L'agente lo salutò, riprese la paletta dallo stivale per bloccare un'auto che sopraggiungeva.
Svanito l'effetto dell'etere, Malaguti mugolava tentando di liberare le mani.
Sentiva un formicolio alle braccia e un cerchio alla testa.
Stava lentamente riacquistando lucidità.
Perché si trovava in quell'auto? Lo avevano rapito?
Sì, doveva trattarsi di un rapimento.
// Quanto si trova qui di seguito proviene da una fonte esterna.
//! CLI errors and their exit codes.
//!
//! Exit code scheme:
//! - 0:  success
//! - 2:  clap arg parse error (automatic, before our code runs)
//! - 9:  libEGL could not be loaded
//! - 10: no EGL display
//! - 11: eglInitialize failed
//! - 12: eglBindAPI failed
//! - 13: no usable EGL configuration
//! - 14: context creation failed
//! - 15: pbuffer creation failed
//! - 16: eglMakeCurrent failed
//! - 17: GL entry points did not resolve
//! - 18: shader or GL object setup failed
//! - 19: bitmap could not be written
//! - 20: invalid --width/--height
//! - 21: JSON report could not be serialized

use egl_triangle_core::RenderError;
use std::fmt;

/// Errors produced by a CLI run.
pub enum CliError {
    /// Any failure of the render pipeline.
    Render(RenderError),
    /// The JSON report could not be produced.
    Serialization(String),
}

impl CliError {
    /// Returns the process exit code for this error.
    pub fn exit_code(&self) -> i32 {
        match self {
            CliError::Render(e) => match e {
                RenderError::LibraryLoad(_) => 9,
                RenderError::NoDisplay => 10,
                RenderError::DisplayInit(_) => 11,
                RenderError::BindApi(_) => 12,
                RenderError::ChooseConfig(_) | RenderError::NoMatchingConfig => 13,
                RenderError::CreateContext(_) => 14,
                RenderError::CreateSurface(_) => 15,
                RenderError::MakeCurrent(_) => 16,
                RenderError::Loader(_) => 17,
                RenderError::Shader(_) | RenderError::GlObject { .. } => 18,
                RenderError::Io(_) => 19,
                RenderError::InvalidDimensions { .. } => 20,
            },
            CliError::Serialization(_) => 21,
        }
    }
}

impl fmt::Display for CliError {
    fn fmt(&self, f: &mut fmt::Formatter<'_>) -> fmt::Result {
        match self {
            CliError::Render(e) => write!(f, "{e}"),
            CliError::Serialization(msg) => write!(f, "{msg}"),
        }
    }
}

impl From<RenderError> for CliError {
    fn from(e: RenderError) -> Self {
        CliError::Render(e)
    }
}

impl From<serde_json::Error> for CliError {
    fn from(e: serde_json::Error) -> Self {
        CliError::Serialization(e.to_string())
    }
}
Non c'era altra spiegazione.
La mente riprese a funzionare.
Negli ultimi tempi c'erano stati nella zona altri due casi di sequestri di persona. Due industriali erano finiti nelle mani dei banditi a distanza di qualche mese. Lo attendeva una lunga prigionia, nascosto in qualche grotta o in un buco scavato nella nuda terra, alimentato con pane e formaggio, legato mani e piedi a una catena in attesa che la famiglia pagasse il riscatto.
C'era però la legge che autorizzava il magistrato a disporre il sequestro cautelativo dei beni.
Un deterrente per scoraggiare l'escalation dei sequestri.
Una bella fregatura.
Chissà per quanto tempo sarebbe rimasto prigioniero, ammesso che i rapitori non lo ammazzassero prima.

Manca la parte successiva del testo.